Sensitivity study. Percentage of correctly assigned genotypes, locus- and allele drop-outs for each dilution using a minimum read depth of 20 reads and a heterozygote balance of 0.3–3.0. (a) Samples analysed at UCPH, replicate 1; (b) samples analysed at UCPH, replicate 2; (c) samples analysed at KCL. Light grey indicates the % correctly assigned genotypes, medium grey indicates the % allele drop-outs, and dark grey indicates the % locus drop-outs.

Figure 2

Log transformed heterozygote balances in the sensitivity study. (a) UCPH. (b) KCL. Heterozygote balance was estimated as the number of reads for a nucleotide divided by the number of reads for the other nucleotide in the called genotype in the following order: A, C, G, and T. The outliers observed for 40 and 10 ng DNA input (a) represent the rs718505 locus as discussed in the sensitivity paragraph.

Figure 3

Mixture study.
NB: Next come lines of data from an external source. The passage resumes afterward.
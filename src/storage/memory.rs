// Copyright (c) 2025-2026 Adrian Robinson. Licensed under the AGPL-3.0.
// See LICENSE file in the project root for full license text.

use std::marker::PhantomData;
use std::sync::atomic::{AtomicU64, Ordering};

use dashmap::DashMap;

use super::traits::{RecordAdapter, StorageError};
use crate::record::{GraphState, Record};
use crate::value::Value;

/// In-memory record storage keyed by identifier.
///
/// Rows are kept as representations, so every load builds a fresh record
/// the way a real backend would. Call counters let tests observe exactly
/// what the graph sent to storage.
pub struct MemoryAdapter<R: Record> {
    rows: DashMap<R::Id, Value>,
    persists: AtomicU64,
    deletes: AtomicU64,
    lookups: AtomicU64,
    _record: PhantomData<fn() -> R>,
}

impl<R: Record + Default> MemoryAdapter<R> {
    #[must_use]
    pub fn new() -> Self {
        Self {
            rows: DashMap::new(),
            persists: AtomicU64::new(0),
            deletes: AtomicU64::new(0),
            lookups: AtomicU64::new(0),
            _record: PhantomData,
        }
    }

    /// Seed a row directly, bypassing the counters.
    pub fn insert_raw(&self, id: R::Id, value: Value) {
        self.rows.insert(id, value);
    }

    /// The stored representation for `id`.
    #[must_use]
    pub fn row(&self, id: &R::Id) -> Option<Value> {
        self.rows.get(id).map(|r| r.value().clone())
    }

    /// Get current row count
    #[must_use]
    pub fn len(&self) -> usize {
        self.rows.len()
    }

    /// Check if empty
    #[must_use]
    pub fn is_empty(&self) -> bool {
        self.rows.is_empty()
    }

    /// Clear all rows
    pub fn clear(&self) {
        self.rows.clear();
    }

    #[must_use]
    pub fn persist_count(&self) -> u64 {
        self.persists.load(Ordering::Relaxed)
    }

    #[must_use]
    pub fn delete_count(&self) -> u64 {
        self.deletes.load(Ordering::Relaxed)
    }

    #[must_use]
    pub fn lookup_count(&self) -> u64 {
        self.lookups.load(Ordering::Relaxed)
    }

    fn load(&self, id: &R::Id, row: &Value) -> Result<R, StorageError> {
        let mut record = R::default();
        record.apply_value(row)?;
        record.set_id(id.clone());
        *record.graph_state_mut() = GraphState::persisted();
        Ok(record)
    }
}

impl<R: Record + Default> Default for MemoryAdapter<R> {
    fn default() -> Self {
        Self::new()
    }
}

impl<R: Record + Default> RecordAdapter<R> for MemoryAdapter<R> {
    fn persist(&self, record: &R) -> Result<(), StorageError> {
        let id = record.id().ok_or_else(|| StorageError::Rejected {
            id: String::from("<none>"),
            reason: String::from("record has no identifier"),
        })?;
        let row = record.to_value()?;
        self.rows.insert(id, row);
        self.persists.fetch_add(1, Ordering::Relaxed);
        Ok(())
    }

    fn delete(&self, record: &R) -> Result<(), StorageError> {
        if let Some(id) = record.id() {
            self.rows.remove(&id);
        }
        self.deletes.fetch_add(1, Ordering::Relaxed);
        Ok(())
    }

    fn find_by_id(&self, id: &R::Id) -> Result<Option<R>, StorageError> {
        self.lookups.fetch_add(1, Ordering::Relaxed);
        let Some(row) = self.row(id) else {
            return Ok(None);
        };
        self.load(id, &row).map(Some)
    }

    fn query_by_field(&self, field: &str, value: &Value) -> Result<Vec<R>, StorageError> {
        self.lookups.fetch_add(1, Ordering::Relaxed);
        let matches: Vec<(R::Id, Value)> = self
            .rows
            .iter()
            .filter(|r| r.value().get(field) == Some(value))
            .map(|r| (r.key().clone(), r.value().clone()))
            .collect();

        matches.iter().map(|(id, row)| self.load(id, row)).collect()
    }
}

#[cfg(test)]
mod tests {
    use super::*;
    use crate::record::{Identifiable, Representable, Tracked};
    use crate::value::{assign, to_value, ValueError};
    use serde::Serialize;
    use serde_json::json;

    #[derive(Debug, Default, Serialize)]
    struct Item {
        id: Option<String>,
        shelf: String,
        #[serde(skip)]
        state: GraphState,
    }

    impl Identifiable for Item {
        type Id = String;
        fn id(&self) -> Option<String> {
            self.id.clone()
        }
        fn set_id(&mut self, id: String) {
            self.id = Some(id);
        }
    }

    impl Representable for Item {
        fn to_value(&self) -> Result<Value, ValueError> {
            to_value(self)
        }
        fn apply_value(&mut self, value: &Value) -> Result<(), ValueError> {
            assign(&mut self.id, value.get("id"))?;
            assign(&mut self.shelf, value.get("shelf"))
        }
    }

    impl Tracked for Item {
        fn graph_state(&self) -> &GraphState {
            &self.state
        }
        fn graph_state_mut(&mut self) -> &mut GraphState {
            &mut self.state
        }
    }

    impl Record for Item {
        const KIND: &'static str = "item";
    }

    fn item(id: &str, shelf: &str) -> Item {
        Item { id: Some(id.into()), shelf: shelf.into(), ..Item::default() }
    }

    #[test]
    fn test_new_adapter_is_empty() {
        let adapter = MemoryAdapter::<Item>::new();
        assert!(adapter.is_empty());
        assert_eq!(adapter.len(), 0);
    }

    #[test]
    fn test_persist_and_find() {
        let adapter = MemoryAdapter::<Item>::new();
        adapter.persist(&item("item-1", "A")).unwrap();
        assert_eq!(adapter.persist_count(), 1);

        let found = adapter.find_by_id(&"item-1".to_string()).unwrap().unwrap();
        assert_eq!(found.shelf, "A");
        assert!(found.exists_in_storage());
        assert_eq!(adapter.lookup_count(), 1);
    }

    #[test]
    fn test_find_nonexistent_returns_none() {
        let adapter = MemoryAdapter::<Item>::new();
        assert!(adapter.find_by_id(&"missing".to_string()).unwrap().is_none());
    }

    #[test]
    fn test_persist_without_id_is_rejected() {
        let adapter = MemoryAdapter::<Item>::new();
        let result = adapter.persist(&Item::default());
        assert!(matches!(result, Err(StorageError::Rejected { .. })));
        assert!(adapter.is_empty());
    }

    #[test]
    fn test_delete() {
        let adapter = MemoryAdapter::<Item>::new();
        let record = item("to-delete", "B");
        adapter.persist(&record).unwrap();
        adapter.delete(&record).unwrap();

        assert!(adapter.is_empty());
        assert_eq!(adapter.delete_count(), 1);
    }

    #[test]
    fn test_persist_overwrites() {
        let adapter = MemoryAdapter::<Item>::new();
        adapter.persist(&item("same-id", "A")).unwrap();
        adapter.persist(&item("same-id", "B")).unwrap();

        assert_eq!(adapter.len(), 1);
        let row = adapter.row(&"same-id".to_string()).unwrap();
        assert_eq!(row.get("shelf").and_then(Value::as_str), Some("B"));
    }

    #[test]
    fn test_query_by_field() {
        let adapter = MemoryAdapter::<Item>::new();
        adapter.insert_raw("a".into(), Value::from(json!({"id": "a", "shelf": "top"})));
        adapter.insert_raw("b".into(), Value::from(json!({"id": "b", "shelf": "bottom"})));
        adapter.insert_raw("c".into(), Value::from(json!({"id": "c", "shelf": "top"})));

        let mut found = adapter.query_by_field("shelf", &Value::from("top")).unwrap();
        found.sort_by(|a, b| a.id.cmp(&b.id));
        let ids: Vec<_> = found.iter().filter_map(|i| i.id.clone()).collect();
        assert_eq!(ids, vec!["a".to_string(), "c".to_string()]);
    }

    #[test]
    fn test_clear() {
        let adapter = MemoryAdapter::<Item>::new();
        for i in 0..10 {
            adapter.persist(&item(&format!("item-{i}"), "A")).unwrap();
        }
        assert_eq!(adapter.len(), 10);

        adapter.clear();
        assert!(adapter.is_empty());
    }
}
The read depth ratio for the nine loci for which the two individuals were opposite homozygotic. The read depth ratio was calculated as the number of reads for the allele of CEU1 divided by the number of reads for the allele of CEU2.

Figure 4

PCA plot of the studied populations and 1000 Genomes reference data. Meta-populations are listed in Table S2. ‘EASIA’ refers to East Asia and ‘SASIA’ refers to South-Central Asia.

Figure 5

STRUCTURE plot with K = 4 to K = 6 using 163 SNPs. Numbers above each population refers to the sample size. Population abbreviations on the horizontal axis: Gambia, Africa (GWD), Esan, Nigeria (ESN), Mende, Sierra Leone (MSL), Yoruba, Ibadan, Nigeria (YRI), Luhya, Kenya (LWK), African American SW USA (ASW), Puerto Rican, Puerto Rico (PUR), Colombian in Medellin, (CLM), Peruvians, Lima, Peru (PEL), Mexican, Los Angeles (MXL), Southern Han Chinese, China (CHS), Chinese Dai, Xishuangbanna (CDX), Kinh, Vietnam (KHV), Han Chinese, Beijing, China (CHB), Japanese, Tokyo, Japan (JPT), British, England and Scotland (GBR), Finnish, Finland (FIN), Iberians, Spain (IBS), Utah residents, North and West European ancestry (CEU), Toscans, Italy (TSI), British individuals, Great Britain (GBL) from this study, Syrians, Syria (SYR) from this study, Middle East (ME) from this study, Punjabi, Lahore, Pakistan (PJL), Bengali, Bangladesh (BEB), Tamil, Sri Lanka, from United Kingdom (STU), Teluga, India, from United Kingdom (ITU), and Gujarati, India, Houston Texas (GIH). Populations with a black line below the name are the populations genotyped in this study.